Copy each line of the records below that mentions the word "bytes".

(Saved entries)

───

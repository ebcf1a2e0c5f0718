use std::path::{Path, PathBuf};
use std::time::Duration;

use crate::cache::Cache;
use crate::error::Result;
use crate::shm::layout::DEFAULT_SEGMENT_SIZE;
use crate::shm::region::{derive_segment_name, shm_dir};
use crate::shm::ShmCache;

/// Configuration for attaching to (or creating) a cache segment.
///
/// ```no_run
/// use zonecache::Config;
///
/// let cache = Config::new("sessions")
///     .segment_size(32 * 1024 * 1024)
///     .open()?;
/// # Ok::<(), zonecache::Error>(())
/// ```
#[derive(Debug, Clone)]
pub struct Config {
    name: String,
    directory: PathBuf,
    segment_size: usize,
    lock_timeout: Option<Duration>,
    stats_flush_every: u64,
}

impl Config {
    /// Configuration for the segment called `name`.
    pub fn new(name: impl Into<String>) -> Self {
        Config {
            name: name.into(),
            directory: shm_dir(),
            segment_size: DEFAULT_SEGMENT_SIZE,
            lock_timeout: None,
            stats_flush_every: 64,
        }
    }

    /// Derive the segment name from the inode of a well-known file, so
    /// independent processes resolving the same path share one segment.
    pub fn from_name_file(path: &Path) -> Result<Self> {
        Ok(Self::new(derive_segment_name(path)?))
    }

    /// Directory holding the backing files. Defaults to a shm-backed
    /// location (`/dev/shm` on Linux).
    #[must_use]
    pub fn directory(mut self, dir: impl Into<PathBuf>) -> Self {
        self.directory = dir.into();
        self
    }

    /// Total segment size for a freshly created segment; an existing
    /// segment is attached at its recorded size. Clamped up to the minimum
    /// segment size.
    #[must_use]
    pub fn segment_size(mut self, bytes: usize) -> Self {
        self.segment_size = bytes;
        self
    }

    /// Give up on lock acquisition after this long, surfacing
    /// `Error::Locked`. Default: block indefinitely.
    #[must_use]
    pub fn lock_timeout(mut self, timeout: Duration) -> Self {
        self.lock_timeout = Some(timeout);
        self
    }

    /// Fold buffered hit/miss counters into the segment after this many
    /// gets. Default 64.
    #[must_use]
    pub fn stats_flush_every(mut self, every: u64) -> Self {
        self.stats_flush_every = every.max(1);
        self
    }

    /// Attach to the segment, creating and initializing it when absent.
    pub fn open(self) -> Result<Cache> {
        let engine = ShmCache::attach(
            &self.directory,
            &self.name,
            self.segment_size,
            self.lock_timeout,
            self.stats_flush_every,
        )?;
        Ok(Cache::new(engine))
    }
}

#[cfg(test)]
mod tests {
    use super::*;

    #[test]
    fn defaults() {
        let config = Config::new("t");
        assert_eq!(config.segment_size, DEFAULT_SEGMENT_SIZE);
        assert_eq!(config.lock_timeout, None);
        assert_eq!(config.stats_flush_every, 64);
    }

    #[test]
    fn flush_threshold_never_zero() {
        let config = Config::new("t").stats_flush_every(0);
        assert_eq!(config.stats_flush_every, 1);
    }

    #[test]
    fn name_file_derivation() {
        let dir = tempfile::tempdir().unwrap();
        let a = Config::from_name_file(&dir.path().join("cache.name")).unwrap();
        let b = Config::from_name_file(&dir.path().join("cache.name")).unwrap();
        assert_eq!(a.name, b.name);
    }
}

───

ANSWER TO THE PROBLEM
    pub fn segment_size(mut self, bytes: usize) -> Self {
        self.segment_size = bytes;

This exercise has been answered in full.